2024 Graduate Studentship Award Recipients

Supervised by Mina Tadrous, Leslie Dan Faculty of Pharmacy and Étienne Gaudette, Dalla Lana School of Public Health

Project Title: Impact of Canadian drug shortages on drug utilization and clinical outcomes

Project Summary: Drug shortages are a growing concern in Canada. Over 13,000 drugs were at risk for shortage over the last five years, with almost half facing at least one shortage. Drug shortages are a multifaceted global problem which can be attributed to the complex multinational drug supply chain. Weaknesses of this drug supply chain have been highlighted during the recent COVID-19 pandemic, seen as supply chain disruptions and inequitable allocation of treatments. Poor pandemic readiness and resilience led to increased shortages and impaired patient access to medicines. However, two years after the pandemic, shortages continue to impact the healthcare system and the quality of care delivered. The impact of shortages on drug utilization trends is understudied, making it difficult to comprehend the manifestation of shortages at the patient level. Our project aims to 1) understand the impact of drug supply disruptions on drug utilization reported in observational studies, 2) describe drug utilization trends in response to Canadian shortages and develop a predictive model to anticipate shortage-risk, 3) Investigate the impact of the ranitidine recall on the delivery of treatment and clinical outcomes. These finding will generate the necessary real-world evidence to guide policy decisions on shortage mitigation strategies ensuring pandemic preparedness, and resilience.
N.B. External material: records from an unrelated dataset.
//! Fehlertypen fuer Callbridge-Core
//!
//! Die Fach-Crates (Protokoll, Media, Admission, Gateway) definieren eigene
//! Fehler; hier liegen nur die Fehler der gemeinsam genutzten Bausteine.

use thiserror::Error;

/// Result-Alias fuer Core-Operationen
pub type Result<T> = std::result::Result<T, CallbridgeError>;

#[derive(Debug, Error)]
pub enum CallbridgeError {
    // --- Timeline ---
    #[error("Zustell-Queue voll, Ereignis {0} verworfen")]
    ZustellungVoll(String),

    #[error("Zustell-Queue geschlossen, Ereignis {0} verworfen")]
    ZustellungGeschlossen(String),
}

impl CallbridgeError {
    /// Voll ist voruebergehend, geschlossen endgueltig
    pub fn ist_voruebergehend(&self) -> bool {
        matches!(self, Self::ZustellungVoll(_))
    }
}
Supervised by Patrick Brown, Faculty of Arts & Science, Monica Alexander, Faculty of Arts & Science, and Lennon Li, Dalla Lana School of Public Health

Project Title: A spatio-temporal framework for estimation and interpretation of wastewater viral signals

Project Summary: Wastewater-based surveillance stands as a forefront method for disease monitoring, offering a real-time, representative depiction of disease presence, irrespective of access to clinical testing or symptom status. Currently, a wide range of pathogens, including SARS-CoV-2, influenza, hepatitis, and respiratory syncytial virus (RSV), are being monitored through wastewater, highlighting its potential for proactive public health management.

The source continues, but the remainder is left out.